Dave Engelthaler, Executive Director of the ASU Health Observatory

The collaboration is designed to support precision health and data-driven approaches to care, particularly for rural and tribal communities that have historically been underserved. The Pathogen Intelligence Center brings two decades of experience using genetic tools to understand how diseases emerge, spread, and affect different populations. By integrating laboratory capacity, epidemiology, data science, and public communication, ASU aims to create a more coordinated statewide effort to address regional health challenges ranging from Valley fever to measles outbreaks.

The challenge ahead is not simply producing more information, but ensuring that health information is understandable, trusted, and useful to the communities it serves.
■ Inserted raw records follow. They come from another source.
//! Vector records and their payloads
//!
//! A [`VectorRecord`] is what callers write into a collection: an id that is
//! stable across updates, the embedding, filterable payload, and optionally the
//! source text the embedding was computed from.

use serde::{Deserialize, Serialize};
use std::collections::BTreeMap;

/// Scalar payload value
///
/// Only scalars are stored: both backends can filter on them, and neither
/// agrees with the other on nested structures.
#[derive(Debug, Clone, PartialEq, Serialize, Deserialize)]
#[serde(untagged)]
pub enum PayloadValue {
    /// Boolean value
    Bool(bool),
    /// Integer value
    Int(i64),
    /// Floating point value
    Float(f64),
    /// String value
    String(String),
}

impl PayloadValue {
    /// Type name for error messages
    pub fn type_name(&self) -> &'static str {
        match self {
            PayloadValue::Bool(_) => "bool",
            PayloadValue::Int(_) => "int",
            PayloadValue::Float(_) => "float",
            PayloadValue::String(_) => "string",
        }
    }

    /// Numeric view (ints widen to f64)
    pub fn as_f64(&self) -> Option<f64> {
        match self {
            PayloadValue::Int(i) => Some(*i as f64),
            PayloadValue::Float(f) => Some(*f),
            _ => None,
        }
    }

    /// String view
    pub fn as_str(&self) -> Option<&str> {
        match self {
            PayloadValue::String(s) => Some(s),
            _ => None,
        }
    }

    /// Convert to a JSON value
    pub fn to_json(&self) -> serde_json::Value {
        match self {
            PayloadValue::Bool(b) => serde_json::Value::Bool(*b),
            PayloadValue::Int(i) => serde_json::Value::from(*i),
            PayloadValue::Float(f) => serde_json::Number::from_f64(*f)
                .map(serde_json::Value::Number)
                .unwrap_or(serde_json::Value::Null),
            PayloadValue::String(s) => serde_json::Value::String(s.clone()),
        }
    }

    /// Convert from a JSON value
    ///
    /// Returns `None` for null, arrays and objects.
    pub fn from_json(value: &serde_json::Value) -> Option<Self> {
        match value {
            serde_json::Value::Bool(b) => Some(PayloadValue::Bool(*b)),
            serde_json::Value::Number(n) => {
                if let Some(i) = n.as_i64() {
                    Some(PayloadValue::Int(i))
                } else {
                    n.as_f64().map(PayloadValue::Float)
                }
            }
            serde_json::Value::String(s) => Some(PayloadValue::String(s.clone())),
            _ => None,
        }
    }

    /// Equality with numeric widening, so `Int(1)` equals `Float(1.0)`
    pub fn loosely_equals(&self, other: &PayloadValue) -> bool {
        match (self.as_f64(), other.as_f64()) {
            (Some(a), Some(b)) => a == b,
            _ => self == other,
        }
    }
}

impl From<bool> for PayloadValue {
    fn from(v: bool) -> Self {
        PayloadValue::Bool(v)
    }
}

impl From<i32> for PayloadValue {
    fn from(v: i32) -> Self {
        PayloadValue::Int(v as i64)
    }
}

impl From<i64> for PayloadValue {
    fn from(v: i64) -> Self {
        PayloadValue::Int(v)
    }
}

impl From<f32> for PayloadValue {
    fn from(v: f32) -> Self {
        PayloadValue::Float(v as f64)
    }
}

impl From<f64> for PayloadValue {
    fn from(v: f64) -> Self {
        PayloadValue::Float(v)
    }
}

impl From<String> for PayloadValue {
    fn from(v: String) -> Self {
        PayloadValue::String(v)
    }
}

impl From<&str> for PayloadValue {
    fn from(v: &str) -> Self {
        PayloadValue::String(v.to_string())
    }
}

/// Filterable metadata attached to a record
///
/// BTreeMap so serialization and iteration are deterministic.
pub type Payload = BTreeMap<String, PayloadValue>;

/// Convert a payload into a JSON object
pub fn payload_to_json(payload: &Payload) -> serde_json::Map<String, serde_json::Value> {
    payload
        .iter()
        .map(|(k, v)| (k.clone(), v.to_json()))
        .collect()
}

/// Convert a JSON object into a payload, skipping non-scalar values and the
/// given keys
pub fn payload_from_json(
    object: &serde_json::Map<String, serde_json::Value>,
    skip: &[&str],
) -> Payload {
    object
        .iter()
        .filter(|(k, _)| !skip.contains(&k.as_str()))
        .filter_map(|(k, v)| PayloadValue::from_json(v).map(|v| (k.clone(), v)))
        .collect()
}

/// The canonical unit stored in a collection
#[derive(Debug, Clone, PartialEq, Serialize, Deserialize)]
pub struct VectorRecord {
    /// Unique within a collection, stable across updates
    pub id: String,

    /// Embedding; every record in a collection has the same length
    pub vector: Vec<f32>,

    /// Filterable metadata
    #[serde(default)]
    pub payload: Payload,

    /// Source text, kept for traceability
    #[serde(default)]
    pub text: Option<String>,
}

impl VectorRecord {
    /// Create a record with an empty payload
    pub fn new(id: impl Into<String>, vector: Vec<f32>) -> Self {
        VectorRecord {
            id: id.into(),
            vector,
            payload: Payload::new(),
            text: None,
        }
    }

    /// Create a record with a generated (v4 UUID) id
    pub fn with_generated_id(vector: Vec<f32>) -> Self {
        Self::new(uuid::Uuid::new_v4().to_string(), vector)
    }

    /// Replace the payload
    pub fn with_payload(mut self, payload: Payload) -> Self {
        self.payload = payload;
        self
    }

    /// Add one payload field
    pub fn field(mut self, key: impl Into<String>, value: impl Into<PayloadValue>) -> Self {
        self.payload.insert(key.into(), value.into());
        self
    }

    /// Attach source text
    pub fn with_text(mut self, text: impl Into<String>) -> Self {
        self.text = Some(text.into());
        self
    }

    /// Embedding dimensionality
    pub fn dimension(&self) -> usize {
        self.vector.len()
    }
}
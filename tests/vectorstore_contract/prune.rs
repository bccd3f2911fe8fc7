//! Retention Pruning Tests (embedded-local only)

use crate::*;
use chrono::NaiveDate;
use dataclients_vectorstore::testing::Op;
use dataclients_vectorstore::{RetentionPolicy, RetentionTier};

fn dated(id: &str, date: &str) -> VectorRecord {
    VectorRecord::new(id, axis(2, 0)).field("date", date)
}

fn store_with(records: &[VectorRecord]) -> (MemoryChroma, ChromaStore) {
    let chroma = MemoryChroma::new();
    let store = ChromaStore::with_api(store_config(), Arc::new(chroma.clone()), None).unwrap();
    store.upsert("notes", records).unwrap();
    (chroma, store)
}

fn today() -> NaiveDate {
    NaiveDate::from_ymd_opt(2024, 6, 30).unwrap()
}

fn remaining(store: &ChromaStore, list: &[&str]) -> Vec<String> {
    store
        .get("notes", &ids(list))
        .unwrap()
        .into_iter()
        .flatten()
        .map(|r| r.id)
        .collect()
}

#[test]
fn test_default_tiers() {
    let (_, store) = store_with(&[
        // 200 days old
        dated("heavy-old", "2023-12-13").field("search_weight", 0.9),
        dated("mid-old", "2023-12-13").field("search_weight", 0.5),
        // 60 days old
        dated("mid-recent", "2024-05-01T08:00:00Z").field("search_weight", 0.5),
        dated("light-recent", "2024-05-01").field("search_weight", 0.1),
        dated("unweighted-new", "2024-06-20"),
        VectorRecord::new("undated", axis(2, 1)),
        dated("garbled", "yesterday"),
    ]);

    let deleted = store
        .prune_at("notes", &RetentionPolicy::default(), today())
        .unwrap();
    assert_eq!(deleted, 2);
    assert_eq!(
        remaining(
            &store,
            &[
                "heavy-old",
                "mid-old",
                "mid-recent",
                "light-recent",
                "unweighted-new",
                "undated",
                "garbled"
            ]
        ),
        ids(&["heavy-old", "mid-recent", "unweighted-new", "undated", "garbled"])
    );
}

#[test]
fn test_override_only_shortens() {
    let (_, store) = store_with(&[
        dated("short", "2024-06-20")
            .field("search_weight", 0.9)
            .field("retention_days", 5),
        dated("long", "2024-05-01")
            .field("search_weight", 0.1)
            .field("retention_days", 400),
    ]);
    let deleted = store
        .prune_at("notes", &RetentionPolicy::default(), today())
        .unwrap();
    assert_eq!(deleted, 2);
    assert_eq!(store.count("notes").unwrap(), 0);
}

#[test]
fn test_custom_policy() {
    let policy = RetentionPolicy::new(
        vec![RetentionTier {
            min_weight: 0.0,
            days: 7,
        }],
        7,
    );
    let (_, store) = store_with(&[
        dated("week-old", "2024-06-22"),
        dated("fresh", "2024-06-29"),
        dated("boundary", "2024-06-23"),
    ]);
    assert_eq!(store.prune_at("notes", &policy, today()).unwrap(), 1);
    assert_eq!(
        remaining(&store, &["week-old", "fresh", "boundary"]),
        ids(&["fresh", "boundary"])
    );
}

#[test]
fn test_nothing_expired_issues_no_delete() {
    let (chroma, store) = store_with(&[dated("new", "2024-06-29")]);
    assert_eq!(
        store
            .prune_at("notes", &RetentionPolicy::default(), today())
            .unwrap(),
        0
    );
    assert_eq!(chroma.faults().calls(Op::Delete), 0);
    assert_eq!(
        store
            .prune_at("absent", &RetentionPolicy::default(), today())
            .unwrap(),
        0
    );
}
As Engelthaler noted, dashboards and graphs are useful for some people but not for everyone, and they often lack the context needed to help people understand what health risks mean in their own lives. The Health Observatory is exploring web-based tools, community presentations, and immersive visualization experiences to translate complex health data into actionable knowledge.

The convergence of these efforts, at both the national policy level and in regional health systems, reflects a growing recognition that AI's potential in biology depends on solving the data problem first. Without coordinated, secure, well-curated biological datasets, neither the promise of personalized medicine nor the tools to defend against biosecurity threats can be fully realized.